__What to work on__:
Work out the number of lines with the word "failed" in the material below, then reply with that number only.
═══ Input data
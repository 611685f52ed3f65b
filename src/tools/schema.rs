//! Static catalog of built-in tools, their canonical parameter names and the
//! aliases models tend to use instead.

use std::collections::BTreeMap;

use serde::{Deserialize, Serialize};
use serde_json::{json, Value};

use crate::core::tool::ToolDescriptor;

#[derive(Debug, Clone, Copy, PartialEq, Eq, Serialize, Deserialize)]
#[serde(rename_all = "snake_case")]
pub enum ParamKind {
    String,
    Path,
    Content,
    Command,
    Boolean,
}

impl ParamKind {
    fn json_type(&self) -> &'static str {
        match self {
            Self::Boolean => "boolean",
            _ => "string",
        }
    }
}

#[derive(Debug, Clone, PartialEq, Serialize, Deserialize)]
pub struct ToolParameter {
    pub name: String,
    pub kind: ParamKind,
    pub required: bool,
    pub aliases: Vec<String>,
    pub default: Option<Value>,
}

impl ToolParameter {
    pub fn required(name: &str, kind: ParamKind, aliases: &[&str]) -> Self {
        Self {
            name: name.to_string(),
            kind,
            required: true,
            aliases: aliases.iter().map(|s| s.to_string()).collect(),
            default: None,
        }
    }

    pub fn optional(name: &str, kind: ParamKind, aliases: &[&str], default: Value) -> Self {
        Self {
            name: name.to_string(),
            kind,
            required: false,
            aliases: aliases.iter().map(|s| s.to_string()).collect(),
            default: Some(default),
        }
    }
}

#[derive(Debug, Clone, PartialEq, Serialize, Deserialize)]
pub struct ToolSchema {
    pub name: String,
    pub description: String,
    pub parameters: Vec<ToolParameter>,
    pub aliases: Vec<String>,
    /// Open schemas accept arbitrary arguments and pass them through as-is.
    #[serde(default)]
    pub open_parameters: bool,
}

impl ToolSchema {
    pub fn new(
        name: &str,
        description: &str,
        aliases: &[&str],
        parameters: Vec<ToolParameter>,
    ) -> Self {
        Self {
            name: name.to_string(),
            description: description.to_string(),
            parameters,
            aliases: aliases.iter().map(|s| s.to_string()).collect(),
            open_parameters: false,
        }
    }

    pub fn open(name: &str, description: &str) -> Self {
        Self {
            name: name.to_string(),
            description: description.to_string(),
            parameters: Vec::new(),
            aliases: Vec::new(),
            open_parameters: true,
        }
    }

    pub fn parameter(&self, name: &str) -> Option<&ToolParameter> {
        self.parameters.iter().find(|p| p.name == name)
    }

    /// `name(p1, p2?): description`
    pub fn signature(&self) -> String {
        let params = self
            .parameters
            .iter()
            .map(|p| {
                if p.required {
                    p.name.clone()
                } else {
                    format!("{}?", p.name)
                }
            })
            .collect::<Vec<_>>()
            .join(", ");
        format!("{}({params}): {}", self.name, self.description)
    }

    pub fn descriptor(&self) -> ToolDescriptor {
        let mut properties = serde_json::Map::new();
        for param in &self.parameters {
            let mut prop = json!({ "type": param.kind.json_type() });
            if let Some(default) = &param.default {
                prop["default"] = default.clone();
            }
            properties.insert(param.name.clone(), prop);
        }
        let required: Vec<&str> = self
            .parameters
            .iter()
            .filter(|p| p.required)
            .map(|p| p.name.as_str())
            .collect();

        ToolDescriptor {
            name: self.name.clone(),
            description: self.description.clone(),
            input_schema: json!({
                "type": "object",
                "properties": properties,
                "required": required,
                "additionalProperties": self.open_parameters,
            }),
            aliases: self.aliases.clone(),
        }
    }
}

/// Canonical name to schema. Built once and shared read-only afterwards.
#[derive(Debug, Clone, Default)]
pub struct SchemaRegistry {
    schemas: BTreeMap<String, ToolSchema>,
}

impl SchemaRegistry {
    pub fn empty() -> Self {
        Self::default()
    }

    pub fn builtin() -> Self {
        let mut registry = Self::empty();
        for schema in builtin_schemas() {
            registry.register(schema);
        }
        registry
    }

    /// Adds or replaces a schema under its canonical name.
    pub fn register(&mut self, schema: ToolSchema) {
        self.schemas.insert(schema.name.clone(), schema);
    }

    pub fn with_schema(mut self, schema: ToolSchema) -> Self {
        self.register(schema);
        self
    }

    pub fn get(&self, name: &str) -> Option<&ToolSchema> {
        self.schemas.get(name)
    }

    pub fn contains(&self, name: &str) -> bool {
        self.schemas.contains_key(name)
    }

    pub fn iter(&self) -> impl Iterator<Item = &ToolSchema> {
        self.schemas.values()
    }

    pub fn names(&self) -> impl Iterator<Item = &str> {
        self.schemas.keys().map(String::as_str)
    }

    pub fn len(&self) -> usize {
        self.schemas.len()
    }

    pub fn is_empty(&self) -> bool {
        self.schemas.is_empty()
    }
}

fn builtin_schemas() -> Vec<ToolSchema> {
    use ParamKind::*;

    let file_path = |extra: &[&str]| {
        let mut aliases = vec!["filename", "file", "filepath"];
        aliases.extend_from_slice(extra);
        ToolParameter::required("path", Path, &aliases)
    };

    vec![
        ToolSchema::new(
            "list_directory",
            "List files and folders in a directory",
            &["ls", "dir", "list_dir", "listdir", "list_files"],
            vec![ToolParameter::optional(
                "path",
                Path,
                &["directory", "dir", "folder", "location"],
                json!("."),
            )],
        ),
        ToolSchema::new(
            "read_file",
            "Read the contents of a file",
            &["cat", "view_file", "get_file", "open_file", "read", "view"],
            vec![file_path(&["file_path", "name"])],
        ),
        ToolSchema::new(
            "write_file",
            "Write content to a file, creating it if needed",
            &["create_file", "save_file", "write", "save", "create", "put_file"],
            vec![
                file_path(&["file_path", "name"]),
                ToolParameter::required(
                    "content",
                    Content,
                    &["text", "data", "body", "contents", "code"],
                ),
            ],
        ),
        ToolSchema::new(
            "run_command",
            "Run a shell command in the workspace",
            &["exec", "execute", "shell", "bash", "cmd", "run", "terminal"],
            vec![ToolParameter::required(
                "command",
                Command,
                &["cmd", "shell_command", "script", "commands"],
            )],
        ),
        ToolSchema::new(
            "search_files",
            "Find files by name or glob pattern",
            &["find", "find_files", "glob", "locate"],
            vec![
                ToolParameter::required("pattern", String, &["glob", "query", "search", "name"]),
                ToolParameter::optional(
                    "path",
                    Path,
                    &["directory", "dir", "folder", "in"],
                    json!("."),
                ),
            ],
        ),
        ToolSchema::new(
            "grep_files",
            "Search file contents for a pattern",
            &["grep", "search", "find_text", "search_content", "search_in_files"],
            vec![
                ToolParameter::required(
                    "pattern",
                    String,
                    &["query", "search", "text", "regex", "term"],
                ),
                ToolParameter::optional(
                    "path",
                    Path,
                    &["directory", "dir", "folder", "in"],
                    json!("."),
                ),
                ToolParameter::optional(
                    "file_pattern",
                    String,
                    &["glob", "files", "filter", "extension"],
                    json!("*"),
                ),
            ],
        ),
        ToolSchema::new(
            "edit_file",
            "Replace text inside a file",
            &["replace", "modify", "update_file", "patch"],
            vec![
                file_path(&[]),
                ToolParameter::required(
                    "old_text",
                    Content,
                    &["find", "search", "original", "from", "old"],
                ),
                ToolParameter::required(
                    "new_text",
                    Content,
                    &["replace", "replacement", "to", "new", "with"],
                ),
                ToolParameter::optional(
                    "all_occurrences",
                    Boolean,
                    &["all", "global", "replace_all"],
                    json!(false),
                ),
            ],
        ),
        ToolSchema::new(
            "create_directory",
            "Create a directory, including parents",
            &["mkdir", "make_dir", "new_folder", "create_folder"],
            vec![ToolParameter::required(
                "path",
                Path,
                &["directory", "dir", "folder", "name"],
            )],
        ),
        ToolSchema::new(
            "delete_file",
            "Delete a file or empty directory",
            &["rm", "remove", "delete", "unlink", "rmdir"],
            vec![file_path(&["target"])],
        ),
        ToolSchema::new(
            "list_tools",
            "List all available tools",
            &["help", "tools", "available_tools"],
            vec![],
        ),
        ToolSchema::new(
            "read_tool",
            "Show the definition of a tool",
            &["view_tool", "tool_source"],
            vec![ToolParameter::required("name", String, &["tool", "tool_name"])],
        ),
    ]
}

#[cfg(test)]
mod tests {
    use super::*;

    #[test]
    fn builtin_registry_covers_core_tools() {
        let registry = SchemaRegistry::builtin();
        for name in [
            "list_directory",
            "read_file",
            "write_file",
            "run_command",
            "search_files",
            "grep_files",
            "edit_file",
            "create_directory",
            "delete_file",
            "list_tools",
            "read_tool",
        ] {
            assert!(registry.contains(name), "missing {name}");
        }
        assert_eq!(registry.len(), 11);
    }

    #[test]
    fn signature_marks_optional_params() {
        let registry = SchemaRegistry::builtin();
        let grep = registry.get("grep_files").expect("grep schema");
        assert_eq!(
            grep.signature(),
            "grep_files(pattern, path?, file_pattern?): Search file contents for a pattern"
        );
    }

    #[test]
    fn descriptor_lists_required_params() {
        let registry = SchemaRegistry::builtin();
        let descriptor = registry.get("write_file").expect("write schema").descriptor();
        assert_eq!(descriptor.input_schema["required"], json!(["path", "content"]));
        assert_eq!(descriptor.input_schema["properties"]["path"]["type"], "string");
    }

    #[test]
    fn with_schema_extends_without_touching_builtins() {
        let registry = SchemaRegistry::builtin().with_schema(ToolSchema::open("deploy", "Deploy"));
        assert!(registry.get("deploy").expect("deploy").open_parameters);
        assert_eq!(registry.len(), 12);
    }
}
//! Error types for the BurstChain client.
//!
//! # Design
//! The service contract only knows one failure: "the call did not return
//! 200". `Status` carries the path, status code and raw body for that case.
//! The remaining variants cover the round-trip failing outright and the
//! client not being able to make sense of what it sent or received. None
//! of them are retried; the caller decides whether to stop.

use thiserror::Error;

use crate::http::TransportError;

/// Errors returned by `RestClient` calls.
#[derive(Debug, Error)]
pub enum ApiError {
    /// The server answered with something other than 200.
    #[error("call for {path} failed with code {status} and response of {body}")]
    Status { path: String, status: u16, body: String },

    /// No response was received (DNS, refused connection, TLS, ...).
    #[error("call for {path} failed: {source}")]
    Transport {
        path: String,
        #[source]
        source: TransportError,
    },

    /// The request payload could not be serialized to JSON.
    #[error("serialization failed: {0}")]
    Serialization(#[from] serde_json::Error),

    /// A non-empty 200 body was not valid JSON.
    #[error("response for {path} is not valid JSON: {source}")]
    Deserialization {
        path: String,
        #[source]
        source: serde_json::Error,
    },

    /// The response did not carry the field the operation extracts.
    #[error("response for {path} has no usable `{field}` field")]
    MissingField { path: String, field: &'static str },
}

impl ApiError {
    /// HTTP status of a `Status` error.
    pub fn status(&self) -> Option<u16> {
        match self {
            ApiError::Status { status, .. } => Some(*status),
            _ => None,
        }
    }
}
══════
═══ Input data
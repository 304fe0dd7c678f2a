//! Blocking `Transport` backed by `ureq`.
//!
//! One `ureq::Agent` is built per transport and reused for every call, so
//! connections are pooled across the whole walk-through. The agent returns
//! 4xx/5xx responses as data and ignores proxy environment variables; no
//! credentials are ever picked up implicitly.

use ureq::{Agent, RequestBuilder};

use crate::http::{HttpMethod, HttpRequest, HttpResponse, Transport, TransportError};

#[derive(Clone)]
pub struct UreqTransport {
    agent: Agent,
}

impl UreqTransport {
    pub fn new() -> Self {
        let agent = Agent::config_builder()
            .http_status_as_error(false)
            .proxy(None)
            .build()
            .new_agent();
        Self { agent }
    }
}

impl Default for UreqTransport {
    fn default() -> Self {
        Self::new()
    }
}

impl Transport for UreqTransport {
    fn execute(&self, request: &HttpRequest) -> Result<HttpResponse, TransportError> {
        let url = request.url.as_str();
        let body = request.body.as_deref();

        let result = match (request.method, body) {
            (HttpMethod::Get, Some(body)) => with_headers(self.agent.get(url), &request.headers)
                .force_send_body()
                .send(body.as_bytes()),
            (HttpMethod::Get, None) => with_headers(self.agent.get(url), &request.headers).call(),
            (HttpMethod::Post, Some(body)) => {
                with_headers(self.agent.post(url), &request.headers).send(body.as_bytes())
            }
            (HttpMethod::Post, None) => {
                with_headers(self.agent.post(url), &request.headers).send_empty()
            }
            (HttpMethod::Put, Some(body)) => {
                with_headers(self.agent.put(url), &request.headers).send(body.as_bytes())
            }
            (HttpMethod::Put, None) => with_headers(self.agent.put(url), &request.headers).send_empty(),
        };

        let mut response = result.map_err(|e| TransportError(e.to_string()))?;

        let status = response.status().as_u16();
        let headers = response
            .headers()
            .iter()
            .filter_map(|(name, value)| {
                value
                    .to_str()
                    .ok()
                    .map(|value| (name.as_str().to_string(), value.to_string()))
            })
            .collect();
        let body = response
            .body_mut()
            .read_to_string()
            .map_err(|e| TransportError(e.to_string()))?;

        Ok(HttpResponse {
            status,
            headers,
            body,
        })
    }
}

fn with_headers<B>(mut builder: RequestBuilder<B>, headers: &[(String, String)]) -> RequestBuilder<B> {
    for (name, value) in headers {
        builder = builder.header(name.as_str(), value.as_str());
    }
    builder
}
══════
═══ Input data
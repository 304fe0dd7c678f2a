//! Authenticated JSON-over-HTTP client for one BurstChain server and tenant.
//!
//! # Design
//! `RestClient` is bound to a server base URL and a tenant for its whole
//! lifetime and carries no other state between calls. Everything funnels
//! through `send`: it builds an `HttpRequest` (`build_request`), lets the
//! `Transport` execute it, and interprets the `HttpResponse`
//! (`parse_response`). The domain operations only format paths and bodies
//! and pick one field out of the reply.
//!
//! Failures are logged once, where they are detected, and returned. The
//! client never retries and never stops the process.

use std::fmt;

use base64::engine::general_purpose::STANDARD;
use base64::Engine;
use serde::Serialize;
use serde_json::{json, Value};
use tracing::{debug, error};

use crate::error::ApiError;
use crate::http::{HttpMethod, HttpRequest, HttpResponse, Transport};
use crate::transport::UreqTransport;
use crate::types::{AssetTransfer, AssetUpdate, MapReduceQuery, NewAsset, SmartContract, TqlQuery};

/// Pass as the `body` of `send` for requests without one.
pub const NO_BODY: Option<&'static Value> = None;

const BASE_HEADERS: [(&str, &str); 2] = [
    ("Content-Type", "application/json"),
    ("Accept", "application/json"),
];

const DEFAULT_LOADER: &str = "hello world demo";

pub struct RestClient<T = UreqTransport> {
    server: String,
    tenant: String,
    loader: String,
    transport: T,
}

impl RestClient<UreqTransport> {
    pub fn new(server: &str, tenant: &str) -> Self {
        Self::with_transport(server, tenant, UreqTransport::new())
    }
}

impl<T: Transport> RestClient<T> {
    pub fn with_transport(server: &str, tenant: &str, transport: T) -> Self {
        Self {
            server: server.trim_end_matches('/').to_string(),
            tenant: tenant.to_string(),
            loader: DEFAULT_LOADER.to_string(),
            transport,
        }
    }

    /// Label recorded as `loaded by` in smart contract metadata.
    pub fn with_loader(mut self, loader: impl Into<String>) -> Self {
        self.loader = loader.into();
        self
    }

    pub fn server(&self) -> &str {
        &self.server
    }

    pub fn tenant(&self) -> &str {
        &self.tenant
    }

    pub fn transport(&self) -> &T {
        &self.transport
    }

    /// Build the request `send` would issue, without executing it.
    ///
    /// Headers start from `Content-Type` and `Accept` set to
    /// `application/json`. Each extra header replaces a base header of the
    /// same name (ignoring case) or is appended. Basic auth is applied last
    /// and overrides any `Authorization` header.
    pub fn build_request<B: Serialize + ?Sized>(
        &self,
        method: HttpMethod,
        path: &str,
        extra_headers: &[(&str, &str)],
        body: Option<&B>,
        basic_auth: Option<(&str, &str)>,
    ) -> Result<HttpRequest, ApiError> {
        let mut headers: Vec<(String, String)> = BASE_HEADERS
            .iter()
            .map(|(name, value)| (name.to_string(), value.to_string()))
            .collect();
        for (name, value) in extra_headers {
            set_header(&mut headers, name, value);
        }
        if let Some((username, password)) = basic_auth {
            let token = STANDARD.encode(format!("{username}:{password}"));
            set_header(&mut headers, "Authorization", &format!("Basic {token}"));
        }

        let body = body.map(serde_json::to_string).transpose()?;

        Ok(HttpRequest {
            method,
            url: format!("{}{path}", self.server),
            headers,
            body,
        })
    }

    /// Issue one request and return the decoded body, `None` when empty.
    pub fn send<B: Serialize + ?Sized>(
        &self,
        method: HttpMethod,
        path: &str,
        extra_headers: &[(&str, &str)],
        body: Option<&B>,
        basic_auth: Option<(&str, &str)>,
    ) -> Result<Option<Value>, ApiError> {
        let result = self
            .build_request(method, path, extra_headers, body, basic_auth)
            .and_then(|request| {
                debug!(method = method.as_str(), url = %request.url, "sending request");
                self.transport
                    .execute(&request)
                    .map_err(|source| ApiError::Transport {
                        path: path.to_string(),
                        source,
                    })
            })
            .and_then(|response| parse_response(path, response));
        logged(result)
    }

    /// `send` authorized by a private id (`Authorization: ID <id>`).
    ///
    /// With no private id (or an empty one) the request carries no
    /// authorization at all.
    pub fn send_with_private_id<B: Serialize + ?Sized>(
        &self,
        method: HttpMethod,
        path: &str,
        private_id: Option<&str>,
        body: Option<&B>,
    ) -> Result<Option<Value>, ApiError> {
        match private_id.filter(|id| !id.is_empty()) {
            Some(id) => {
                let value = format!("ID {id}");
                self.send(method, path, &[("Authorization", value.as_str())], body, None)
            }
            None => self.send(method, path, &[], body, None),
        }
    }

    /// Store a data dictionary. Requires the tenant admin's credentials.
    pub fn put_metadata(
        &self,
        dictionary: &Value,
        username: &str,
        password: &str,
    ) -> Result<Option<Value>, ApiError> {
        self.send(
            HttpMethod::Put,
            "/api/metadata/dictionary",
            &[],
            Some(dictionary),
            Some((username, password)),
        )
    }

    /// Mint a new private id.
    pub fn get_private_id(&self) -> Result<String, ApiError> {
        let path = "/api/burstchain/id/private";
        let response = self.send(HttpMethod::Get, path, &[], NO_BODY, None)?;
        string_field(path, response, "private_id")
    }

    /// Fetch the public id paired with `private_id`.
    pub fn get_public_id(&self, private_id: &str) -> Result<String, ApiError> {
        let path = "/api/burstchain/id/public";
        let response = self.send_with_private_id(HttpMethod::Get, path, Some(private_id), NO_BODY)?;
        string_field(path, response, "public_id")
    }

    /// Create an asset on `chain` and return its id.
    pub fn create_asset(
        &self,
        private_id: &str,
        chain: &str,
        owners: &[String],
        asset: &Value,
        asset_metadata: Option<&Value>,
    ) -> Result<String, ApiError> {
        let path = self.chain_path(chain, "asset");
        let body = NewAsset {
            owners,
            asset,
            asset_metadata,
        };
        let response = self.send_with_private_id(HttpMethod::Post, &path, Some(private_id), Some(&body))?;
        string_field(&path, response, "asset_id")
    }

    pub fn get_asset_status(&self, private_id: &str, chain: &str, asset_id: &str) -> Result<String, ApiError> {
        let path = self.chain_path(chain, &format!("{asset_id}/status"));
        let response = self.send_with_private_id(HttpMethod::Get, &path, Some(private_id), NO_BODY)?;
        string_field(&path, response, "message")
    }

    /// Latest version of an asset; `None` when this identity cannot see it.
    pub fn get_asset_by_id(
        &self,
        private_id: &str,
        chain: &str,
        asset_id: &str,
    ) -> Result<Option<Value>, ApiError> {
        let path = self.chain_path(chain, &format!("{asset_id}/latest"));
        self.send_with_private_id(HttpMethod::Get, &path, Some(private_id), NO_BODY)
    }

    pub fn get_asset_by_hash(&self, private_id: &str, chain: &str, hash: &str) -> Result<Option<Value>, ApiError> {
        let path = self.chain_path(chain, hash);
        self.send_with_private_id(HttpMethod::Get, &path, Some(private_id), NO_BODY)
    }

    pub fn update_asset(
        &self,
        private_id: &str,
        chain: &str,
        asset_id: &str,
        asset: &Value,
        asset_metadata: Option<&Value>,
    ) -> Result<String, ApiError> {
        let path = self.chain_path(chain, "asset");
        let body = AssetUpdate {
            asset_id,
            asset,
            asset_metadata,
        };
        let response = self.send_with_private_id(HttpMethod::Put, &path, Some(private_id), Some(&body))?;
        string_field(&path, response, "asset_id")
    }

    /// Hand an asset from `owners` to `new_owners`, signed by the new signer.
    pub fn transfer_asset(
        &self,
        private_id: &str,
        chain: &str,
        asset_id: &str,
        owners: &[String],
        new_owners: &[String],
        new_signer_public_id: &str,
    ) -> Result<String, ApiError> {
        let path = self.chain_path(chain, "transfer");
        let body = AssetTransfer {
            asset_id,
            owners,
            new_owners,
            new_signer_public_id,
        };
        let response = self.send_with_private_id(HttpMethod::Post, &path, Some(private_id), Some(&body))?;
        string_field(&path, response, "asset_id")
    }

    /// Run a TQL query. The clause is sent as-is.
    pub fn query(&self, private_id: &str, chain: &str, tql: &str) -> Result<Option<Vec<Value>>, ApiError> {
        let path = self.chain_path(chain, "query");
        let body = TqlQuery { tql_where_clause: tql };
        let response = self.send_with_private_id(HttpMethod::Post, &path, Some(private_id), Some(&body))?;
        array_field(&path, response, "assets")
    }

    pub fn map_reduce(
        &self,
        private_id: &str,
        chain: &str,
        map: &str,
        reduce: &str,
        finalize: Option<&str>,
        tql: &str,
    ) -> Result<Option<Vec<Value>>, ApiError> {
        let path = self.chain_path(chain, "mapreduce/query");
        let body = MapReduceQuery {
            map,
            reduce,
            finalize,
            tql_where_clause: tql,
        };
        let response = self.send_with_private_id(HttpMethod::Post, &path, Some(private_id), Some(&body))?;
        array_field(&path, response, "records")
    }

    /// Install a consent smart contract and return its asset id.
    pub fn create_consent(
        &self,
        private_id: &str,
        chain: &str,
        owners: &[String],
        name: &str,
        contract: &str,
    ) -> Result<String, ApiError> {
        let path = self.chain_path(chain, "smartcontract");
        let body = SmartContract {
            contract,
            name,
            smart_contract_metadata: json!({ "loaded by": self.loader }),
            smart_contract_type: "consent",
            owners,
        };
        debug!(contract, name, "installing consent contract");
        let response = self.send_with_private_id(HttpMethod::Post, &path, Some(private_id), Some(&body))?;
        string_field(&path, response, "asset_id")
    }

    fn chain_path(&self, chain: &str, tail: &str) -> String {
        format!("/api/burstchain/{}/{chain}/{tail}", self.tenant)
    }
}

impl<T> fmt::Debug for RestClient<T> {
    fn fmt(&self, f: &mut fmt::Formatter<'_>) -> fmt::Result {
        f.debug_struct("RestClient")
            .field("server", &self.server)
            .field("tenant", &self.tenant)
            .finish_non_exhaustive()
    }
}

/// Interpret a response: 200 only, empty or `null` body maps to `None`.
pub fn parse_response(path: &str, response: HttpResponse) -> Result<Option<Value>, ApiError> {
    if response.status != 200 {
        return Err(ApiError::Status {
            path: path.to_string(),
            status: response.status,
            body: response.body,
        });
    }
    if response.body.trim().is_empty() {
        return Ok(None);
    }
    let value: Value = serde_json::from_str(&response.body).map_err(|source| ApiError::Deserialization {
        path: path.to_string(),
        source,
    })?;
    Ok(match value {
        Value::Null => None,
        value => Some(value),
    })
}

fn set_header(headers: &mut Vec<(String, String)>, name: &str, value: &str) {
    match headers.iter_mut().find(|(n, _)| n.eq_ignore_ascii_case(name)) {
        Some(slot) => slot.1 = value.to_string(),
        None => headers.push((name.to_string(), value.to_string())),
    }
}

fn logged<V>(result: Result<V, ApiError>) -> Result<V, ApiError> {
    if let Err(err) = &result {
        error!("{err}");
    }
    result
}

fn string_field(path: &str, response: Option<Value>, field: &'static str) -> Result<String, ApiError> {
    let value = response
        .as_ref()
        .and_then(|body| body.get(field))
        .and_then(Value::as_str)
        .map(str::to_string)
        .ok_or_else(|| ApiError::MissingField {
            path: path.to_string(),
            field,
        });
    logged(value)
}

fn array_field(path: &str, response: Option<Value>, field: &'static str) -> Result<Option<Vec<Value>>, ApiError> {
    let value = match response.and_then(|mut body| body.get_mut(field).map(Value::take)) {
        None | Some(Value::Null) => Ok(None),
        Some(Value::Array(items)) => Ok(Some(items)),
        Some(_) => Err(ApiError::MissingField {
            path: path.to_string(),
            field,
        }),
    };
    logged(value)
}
══════
__Exercise response__:
3